A few minutes after pressing test, I am met with this lovely screen : (

0 Kudos
jcarlson
MVP Esteemed Contributor

Yikes! How many distinct values are there, anyway?

- Josh Carlson
Kendall County GIS
0 Kudos
sophered
Regular Contributor

Great question! Here's another yikes! When I try to do a count on the unique values, nothing shows up in the results. I can do a count on the fs (62000 records), but not unique values. I actually did open my layer up in pro and there is around 200 duplicate records when considering nulls as duplicates. If not considering nulls, there are about 3 duplicates. Unfortunately I have to display it in a list on dashboard, because the end user will not be using pro.

0 Kudos
KenBuja
MVP Esteemed Contributor

The code I posted initially used a layer with 68K records, so that size of data shouldn't be a problem. Another way to cut down on the request is not to return the geometry of the features.

I'm curious on what result you got when doing a test run vs. getting the error in the Dashboard

0 Kudos
sophered
Regular Contributor

so this is what i tried 

var portal = Portal('portal')
var fs = FeatureSetByPortalItem(portal, "itemid", 0, ['*'],false)
var gb = Groupby(fs, 'EXTERNALSTREETKEY', {name: 'Count', expression: '1', statistic: 'COUNT'});
var filterfs = Filter(gb, "Count > 1")
return filterfs

sophered_0-1721760798603.png

and this is what i got! more than nothing in the results, although, my pro tells me otherwise that there should be duplicates. and i am unable to press done in the bottom left corner. i think thats the "unable to execute arcade script" kind of error thing. i did make some test data and it works perfectly (although it is a MUCH smaller dataset) but when i change the itemid to the actual dataset, it does not work 

0 Kudos
jcarlson
MVP Esteemed Contributor

Oh, gosh. Well, that would explain it, we're creating a SQL string that's going to be many many thousands of characters long. It's probably the wrong approach to look for the "good" values and build a filter based on the "bad" ones.

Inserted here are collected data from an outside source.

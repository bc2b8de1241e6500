//! Command-line surface.

use std::path::PathBuf;

use chrono::NaiveDate;
use clap::{ArgAction, ArgGroup, Args, Parser, Subcommand, ValueEnum};

#[derive(Parser, Debug)]
#[command(name = "leafbook", version, about = "Personal plant catalogue")]
pub struct Cli {
  /// Path to a TOML config file.
  #[arg(short, long, value_name = "FILE", default_value = "leafbook.toml", global = true)]
  pub config: PathBuf,

  /// Increase log verbosity (-v info, -vv debug). `RUST_LOG` takes precedence.
  #[arg(short, long, action = ArgAction::Count, global = true)]
  pub verbose: u8,

  /// Defaults to `list`.
  #[command(subcommand)]
  pub command: Option<Command>,
}

#[derive(Subcommand, Debug, PartialEq)]
pub enum Command {
  /// List every plant, ordered by name
  List {
    #[arg(long, value_enum, default_value_t)]
    format: OutputFormat,
    /// Show at most this many plants.
    #[arg(long)]
    limit:  Option<usize>,
  },
  /// Add a new plant
  AddPlant(AddPlantArgs),
  /// Find plants whose name or family contains the query
  SearchPlant {
    #[arg(short, long)]
    query:  String,
    #[arg(long, value_enum, default_value_t)]
    format: OutputFormat,
    #[arg(long)]
    limit:  Option<usize>,
  },
  /// Change selected fields of a plant; omitted fields keep their value
  EditPlant(EditPlantArgs),
  /// Write a collection report to the report directory
  Report,
  /// Record that a plant grew a new leaf
  AddLeaf {
    #[arg(long)]
    id:   i64,
    /// Day the leaf appeared (YYYY-MM-DD); defaults to now.
    #[arg(long, value_parser = parse_date)]
    date: Option<NaiveDate>,
  },
  /// Show leaf statistics for one plant, or export them for all plants
  LeafStats {
    #[arg(long)]
    id:     Option<i64>,
    /// CSV destination when exporting all plants.
    #[arg(short, long, value_name = "FILE", conflicts_with = "id")]
    output: Option<PathBuf>,
  },
  /// Open a plant's photo in the configured viewer
  ShowImage {
    #[arg(long)]
    id: i64,
  },
}

impl Default for Command {
  fn default() -> Self {
    Self::List {
      format: OutputFormat::default(),
      limit:  None,
    }
  }
}

#[derive(Args, Debug, PartialEq)]
pub struct AddPlantArgs {
  #[arg(short, long)]
  pub name:       String,
  #[arg(short, long)]
  pub family:     String,
  #[arg(long)]
  pub age_months: Option<u32>,
  /// Photo to normalise and store.
  #[arg(long, value_name = "FILE")]
  pub image:      Option<PathBuf>,
}

#[derive(Args, Debug, PartialEq)]
#[command(group(
  ArgGroup::new("changes")
    .required(true)
    .multiple(true)
    .args(["name", "family", "age_months", "image"]),
))]
pub struct EditPlantArgs {
  #[arg(long)]
  pub id:         i64,
  #[arg(short, long)]
  pub name:       Option<String>,
  #[arg(short, long)]
  pub family:     Option<String>,
  #[arg(long)]
  pub age_months: Option<u32>,
  #[arg(long, value_name = "FILE")]
  pub image:      Option<PathBuf>,
}

#[derive(ValueEnum, Clone, Copy, Debug, Default, PartialEq, Eq)]
pub enum OutputFormat {
  #[default]
  Table,
  Csv,
  Json,
}

fn parse_date(s: &str) -> Result<NaiveDate, String> {
  NaiveDate::parse_from_str(s, "%Y-%m-%d")
    .map_err(|_| format!("invalid date {s:?}; use YYYY-MM-DD"))
}
//! Error type for `leafbook-store-sqlite`.

use thiserror::Error;

#[derive(Debug, Error)]
pub enum Error {
  #[error("core error: {0}")]
  Core(#[from] leafbook_core::Error),

  #[error("database error: {0}")]
  Database(#[from] rusqlite::Error),

  #[error("date/time parse error: {0}")]
  DateParse(String),

  #[error("no plant found with id {0}")]
  PlantNotFound(i64),
}

pub type Result<T, E = Error> = std::result::Result<T, E>;
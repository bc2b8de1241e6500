//! Photo handling for leafbook: normalising uploaded images into the image
//! directory, and handing stored images to an external viewer.

mod ingest;
mod viewer;

pub mod error;

pub use error::{Error, Result};
pub use ingest::{ImageIngestor, MAX_DIMENSION};
pub use viewer::{CommandViewer, ImageViewer};
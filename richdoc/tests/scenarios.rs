//! Concrete end-to-end scenarios

use crate::common::{md, reparse};
use richdoc::model::{
    AttachmentToken, Block, BlockKind, Document, Entity, EntityData, EntityKind, InlineStyle,
    StyleRange, VariableDef, ATOMIC_PLACEHOLDER,
};
use richdoc::{
    extract_checklists, from_plain_text, is_pasted_content_with_variables, normalize, parse,
    serialize, ChecklistEntry,
};

#[test]
fn variable_and_bold_in_one_block() {
    let variables = [VariableDef::new("field-1", "Name")];
    let doc = parse("**Bold** {{field-1}}", &variables, true);

    assert_eq!(doc.blocks().len(), 1);
    let block = &doc.blocks()[0];
    assert_eq!(block.text, "Bold Name");
    assert_eq!(
        block.style_ranges,
        vec![StyleRange {
            offset: 0,
            length: 4,
            style: InlineStyle::Bold
        }]
    );
    let range = &block.entity_ranges[0];
    assert_eq!((range.offset, range.length), (5, 4));
    let entity = doc.entity(range.key).unwrap();
    assert_eq!(entity.kind, EntityKind::Variable);
    assert!(matches!(&entity.data, EntityData::Variable { title, .. } if title == "Name"));
}

#[test]
fn image_alone_is_an_atomic_block() {
    let doc = parse("![pic.png](http://x/pic.png)", &[], true);

    assert_eq!(doc.blocks().len(), 1);
    let block = &doc.blocks()[0];
    assert_eq!(block.kind, BlockKind::Atomic);
    assert_eq!(block.len(), 1);
    let entity = doc.entity(block.entity_ranges[0].key).unwrap();
    assert_eq!(entity.kind, EntityKind::Image);
    assert_eq!(entity.url(), Some("http://x/pic.png"));
}

#[test]
fn checklist_round_trip() {
    let doc = parse("[clist:l1|i1]Buy milk[/clist]", &[], true);

    assert_eq!(doc.blocks().len(), 1);
    let block = &doc.blocks()[0];
    assert_eq!(block.text, "Buy milk");
    let ids = block.kind.checklist().unwrap();
    assert_eq!(ids.list_api_name, "l1");
    assert_eq!(ids.item_api_name, "i1");

    assert_eq!(
        extract_checklists(&serialize(&doc)),
        vec![ChecklistEntry {
            list_api_name: "l1".into(),
            item_api_name: "i1".into(),
            value: "Buy milk".into(),
        }]
    );
}

#[test]
fn mixed_line_normalizes_into_three_blocks() {
    let mut doc = Document::new();
    let key = doc.create_entity(Entity::attachment(
        EntityKind::Image,
        AttachmentToken {
            url: "http://x/pic.png".into(),
            id: None,
            name: Some("pic.png".into()),
        },
    ));
    let mut block = Block::plain("A");
    block.push_entity_text(&ATOMIC_PLACEHOLDER.to_string(), &[], key);
    block.push_text("B", &[]);
    doc.push_block(block);

    let doc = normalize(doc);
    let shape: Vec<_> = doc
        .blocks()
        .iter()
        .map(|b| (b.kind.clone(), b.text.clone()))
        .collect();
    assert_eq!(
        shape,
        vec![
            (BlockKind::Plain, "A".to_string()),
            (BlockKind::Atomic, ATOMIC_PLACEHOLDER.to_string()),
            (BlockKind::Plain, "B".to_string()),
        ]
    );
    assert_eq!(doc.entity_at(1, 0).unwrap().kind, EntityKind::Image);
}

#[test]
fn parsed_inline_image_normalizes_the_same_way() {
    let doc = normalize(md("A![pic.png](http://x/pic.png)B"));
    let kinds: Vec<_> = doc.blocks().iter().map(|b| b.kind.clone()).collect();
    assert_eq!(
        kinds,
        vec![BlockKind::Plain, BlockKind::Atomic, BlockKind::Plain]
    );
}

#[test]
fn clipboard_detection() {
    assert!(is_pasted_content_with_variables("Hello {{x}}"));
    assert!(!is_pasted_content_with_variables("Hello"));
    assert_eq!(from_plain_text("Hello", &[], true), None);
}

#[test]
fn unresolved_variable_stays_literal() {
    let doc = parse("{{unknown-field}}", &[], true);
    assert_eq!(doc.blocks()[0].text, "{{unknown-field}}");
    assert!(doc.entities().is_empty());

    assert_eq!(serialize(&doc), "{{unknown-field}}");
    let again = reparse(&doc);
    assert_eq!(again.blocks()[0].text, "{{unknown-field}}");
    assert!(again.entities().is_empty());
}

Let's take a totally different approach. I like @KenBuja 's use of GroupBy, but the output of that won't include any of the feature attributes that we need. But it could give us one of the objectIDs with some tweaking, which we could pass into a Filter on the original featureset.

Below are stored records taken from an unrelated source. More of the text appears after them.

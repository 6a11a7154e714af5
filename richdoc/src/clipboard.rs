//! Clipboard adapter.
//!
//! Decides whether pasted content needs the engine at all and, when it does,
//! turns it into a normalized [`Document`] ready to insert. `None` means the
//! host editor can paste the content its own way.

use crate::formats::markdown::parse;
use crate::model::{Document, VariableDef};
use crate::normalize::normalize;
use once_cell::sync::Lazy;
use regex::Regex;
use serde::{Deserialize, Serialize};

static VARIABLE_TOKEN_RE: Lazy<Regex> =
    Lazy::new(|| Regex::new(r"\{\{[^}]+\}\}").expect("valid regex"));

/// What the system clipboard offers on paste.
#[derive(Debug, Clone, Default, PartialEq, Eq, Serialize, Deserialize)]
#[serde(rename_all = "camelCase")]
pub struct ClipboardPayload {
    /// Document JSON written by a copy from another editor instance.
    #[serde(default)]
    pub document_json: Option<String>,
    #[serde(default)]
    pub plain_text: String,
}

pub fn is_pasted_content_with_variables(text: &str) -> bool {
    VARIABLE_TOKEN_RE.is_match(text)
}

pub fn from_plain_text(
    text: &str,
    variables: &[VariableDef],
    markdown_enabled: bool,
) -> Option<Document> {
    if !is_pasted_content_with_variables(text) {
        return None;
    }
    Some(normalize(parse(text, variables, markdown_enabled)))
}

pub fn from_clipboard(
    payload: &ClipboardPayload,
    variables: &[VariableDef],
    markdown_enabled: bool,
) -> Option<Document> {
    if let Some(json) = payload.document_json.as_deref() {
        match serde_json::from_str::<Document>(json) {
            Ok(doc) => {
                tracing::debug!(blocks = doc.blocks().len(), "pasting structured document");
                return Some(normalize(doc));
            }
            Err(error) => {
                tracing::warn!(%error, "ignoring unreadable document on the clipboard");
            }
        }
    }
    from_plain_text(&payload.plain_text, variables, markdown_enabled)
}

#[cfg(test)]
mod tests {
    use super::*;
    use crate::model::{Block, EntityKey, EntityKind, InlineStyle, StyleRange};

    fn vars() -> Vec<VariableDef> {
        vec![VariableDef::new("first_name", "First name")]
    }

    #[test]
    fn detects_variable_tokens() {
        assert!(is_pasted_content_with_variables("Hi {{first_name}}"));
        assert!(!is_pasted_content_with_variables("Hi {{}} there"));
        assert!(!is_pasted_content_with_variables("no tokens"));
    }

    #[test]
    fn plain_text_without_tokens_is_left_to_the_editor() {
        assert_eq!(from_plain_text("hello", &vars(), true), None);
    }

    #[test]
    fn plain_text_with_tokens_becomes_a_document() {
        let doc = from_plain_text("Hi {{first_name}}\nbye", &vars(), true).unwrap();
        assert_eq!(doc.blocks().len(), 2);
        assert_eq!(doc.blocks()[0].text, "Hi First name");
        let entity = doc.entity_at(0, 3).unwrap();
        assert_eq!(entity.kind, EntityKind::Variable);
    }

    #[test]
    fn structured_payload_wins_and_is_cleaned() {
        let mut block = Block::plain("one\ntwo");
        block.add_entity(0, 3, EntityKey(5));
        let doc = Document::from_parts(vec![block], Default::default());
        let payload = ClipboardPayload {
            document_json: Some(serde_json::to_string(&doc).unwrap()),
            plain_text: "ignored".into(),
        };

        let pasted = from_clipboard(&payload, &vars(), true).unwrap();
        assert_eq!(pasted.blocks().len(), 2);
        assert!(!pasted.has_dangling_entities());
    }

    #[test]
    fn payload_ranges_past_the_text_are_clipped() {
        let json = r#"{"blocks":[{"text":"abc",
            "styleRanges":[{"offset":1,"length":18446744073709551615,"style":"BOLD"}],
            "entityRanges":[{"offset":2,"length":9,"key":0}]}]}"#;
        let payload = ClipboardPayload {
            document_json: Some(json.into()),
            plain_text: String::new(),
        };

        let pasted = from_clipboard(&payload, &vars(), true).unwrap();
        let block = &pasted.blocks()[0];
        assert_eq!(
            block.style_ranges,
            vec![StyleRange {
                offset: 1,
                length: 2,
                style: InlineStyle::Bold
            }]
        );
        assert!(block.entity_ranges.is_empty());
        assert!(!pasted.has_dangling_entities());
    }

    #[test]
    fn broken_payload_falls_back_to_text() {
        let payload = ClipboardPayload {
            document_json: Some("{not json".into()),
            plain_text: "{{first_name}}".into(),
        };
        let pasted = from_clipboard(&payload, &vars(), true).unwrap();
        assert_eq!(pasted.blocks()[0].text, "First name");

        let payload = ClipboardPayload {
            document_json: Some("{not json".into()),
            plain_text: "plain".into(),
        };
        assert_eq!(from_clipboard(&payload, &vars(), true), None);
    }
}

Do you know if there are any cases of more than two duplicates? This expression could probably get rid of duplicates when there's 1 extra copy.

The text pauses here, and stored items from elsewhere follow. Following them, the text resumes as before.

//! Shared configuration loader for the richdoc toolchain.
//!
//! `defaults/richdoc.default.toml` is embedded into every binary so that docs
//! and runtime behavior stay in sync. Applications layer user-specific files on
//! top of those defaults via [`Loader`] before deserializing into
//! [`RichdocConfig`].

use config::builder::DefaultState;
use config::{Config, ConfigBuilder, ConfigError, File, FileFormat, ValueKind};
use richdoc::format::ParseContext;
use richdoc::formats::markdown::SerializeOptions;
use richdoc::model::VariableDef;
use serde::Deserialize;
use std::path::Path;

const DEFAULT_TOML: &str = include_str!("../defaults/richdoc.default.toml");

/// Top-level configuration consumed by richdoc applications.
#[derive(Debug, Clone, Deserialize)]
pub struct RichdocConfig {
    pub parse: ParseConfig,
    pub serialize: SerializeConfig,
    #[serde(default)]
    pub variables: Vec<VariableConfig>,
}

/// One `[[variables]]` entry.
#[derive(Debug, Clone, PartialEq, Eq, Deserialize)]
pub struct VariableConfig {
    pub api_name: String,
    pub title: String,
    #[serde(default)]
    pub subtitle: Option<String>,
    #[serde(default, rename = "type")]
    pub kind: String,
}

impl From<&VariableConfig> for VariableDef {
    fn from(config: &VariableConfig) -> Self {
        VariableDef {
            api_name: config.api_name.clone(),
            title: config.title.clone(),
            subtitle: config.subtitle.clone(),
            kind: config.kind.clone(),
        }
    }
}

#[derive(Debug, Clone, Deserialize)]
pub struct ParseConfig {
    pub markdown_enabled: bool,
}

#[derive(Debug, Clone, Deserialize)]
pub struct SerializeConfig {
    pub markdown_enabled: bool,
}

impl RichdocConfig {
    /// Parser inputs carried by this configuration.
    pub fn parse_context(&self) -> ParseContext {
        ParseContext {
            variables: self.variables.iter().map(VariableDef::from).collect(),
            markdown_enabled: self.parse.markdown_enabled,
        }
    }

    pub fn serialize_options(&self) -> SerializeOptions {
        SerializeOptions {
            markdown_enabled: self.serialize.markdown_enabled,
            variables: self.variables.iter().map(VariableDef::from).collect(),
        }
    }
}

/// Helper for layering user overrides over the built-in defaults.
#[derive(Debug, Clone)]
pub struct Loader {
    builder: ConfigBuilder<DefaultState>,
}

impl Loader {
    /// Start a loader seeded with the embedded defaults.
    pub fn new() -> Self {
        let builder = Config::builder().add_source(File::from_str(DEFAULT_TOML, FileFormat::Toml));
        Self { builder }
    }

    /// Layer a configuration file. Missing files trigger an error.
    pub fn with_file(mut self, path: impl AsRef<Path>) -> Self {
        let source = File::from(path.as_ref())
            .format(FileFormat::Toml)
            .required(true);
        self.builder = self.builder.add_source(source);
        self
    }

    /// Layer an optional configuration file (ignored if the file is absent).
    pub fn with_optional_file(mut self, path: impl AsRef<Path>) -> Self {
        let source = File::from(path.as_ref())
            .format(FileFormat::Toml)
            .required(false);
        self.builder = self.builder.add_source(source);
        self
    }

    /// Apply a single key/value override (useful for CLI settings).
    pub fn set_override<I>(mut self, key: &str, value: I) -> Result<Self, ConfigError>
    where
        I: Into<ValueKind>,
    {
        self.builder = self.builder.set_override(key, value)?;
        Ok(self)
    }

    /// Finalize the builder and deserialize the resulting configuration.
    pub fn build(self) -> Result<RichdocConfig, ConfigError> {
        self.builder.build()?.try_deserialize()
    }
}

impl Default for Loader {
    fn default() -> Self {
        Self::new()
    }
}

/// Convenience helper for callers that only need the defaults.
pub fn load_defaults() -> Result<RichdocConfig, ConfigError> {
    Loader::new().build()
}

#[cfg(test)]
mod tests {
    use super::*;
    use std::io::Write;

    #[test]
    fn loads_default_config() {
        let config = load_defaults().expect("defaults to deserialize");
        assert!(config.parse.markdown_enabled);
        assert!(config.serialize.markdown_enabled);
        assert!(config.variables.is_empty());
        assert_eq!(config.parse_context(), ParseContext::default());
    }

    #[test]
    fn supports_overrides() {
        let config = Loader::new()
            .set_override("parse.markdown_enabled", false)
            .expect("override to apply")
            .build()
            .expect("config to build");
        assert!(!config.parse_context().markdown_enabled);
        assert!(config.serialize_options().markdown_enabled);
    }

    #[test]
    fn reads_variables_from_file() {
        let mut file = tempfile::Builder::new()
            .suffix(".toml")
            .tempfile()
            .expect("temp file");
        writeln!(
            file,
            "[[variables]]\napi_name = \"first_name\"\ntitle = \"First name\"\n"
        )
        .expect("write config");

        let config = Loader::new()
            .with_file(file.path())
            .build()
            .expect("config to build");
        assert_eq!(
            config.parse_context().variables,
            vec![VariableDef::new("first_name", "First name")]
        );
    }

    #[test]
    fn missing_required_file_is_an_error() {
        let result = Loader::new()
            .with_file("/definitely/not/here/richdoc.toml")
            .build();
        assert!(result.is_err());
    }
}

var fs = FeatureSetByPortalItem(…)

var dups = GroupBy(
  fs,
  'some_field',
  [
    {name: 'dup_id', expression: 'objectid', statistic: 'MAX'},
    {name; 'feat_count', expression: '1', statistic: 'SUM'}
  ]
)

var dups = Filter(dups, 'feat_count > 1')

var dup_ids = []

for (var d in dups) {
  Push(dup_ids, d['dup_id'])
}

return Filter(
  fs,
  `objectid not in (${Concatenate(dup_ids, ',')})`
)

 

- Josh Carlson
Kendall County GIS
0 Kudos
sophered
Regular Contributor

sophered_0-1721758593140.png

so i tried that expression and i once again encountered the issue where it does not give any results and does not let me press "done" to exit the expression. if including the nulls, then there are plenty of cases with more than 1 duplicate (although, id rather not include the nulls). there probably will be cases in the future where there is more than 1 duplicate and id like for it to display those as well. 

0 Kudos
sophered
Regular Contributor

after some tinkering, I found out that other fields on the same layer work perfectly fine with using the Groupby Method. The particular field that i am trying to use for this was a mixed case kinda field with special characters (@, .) I am unsure if this has a factor in it or not but it is interesting that it works perfectly for other fields as well, but not this one! I was wondering if i could try to use a Left function to pull only the first 10 characters, those are the only ones that need to be checked for unique-ness. and groupby those?

0 Kudos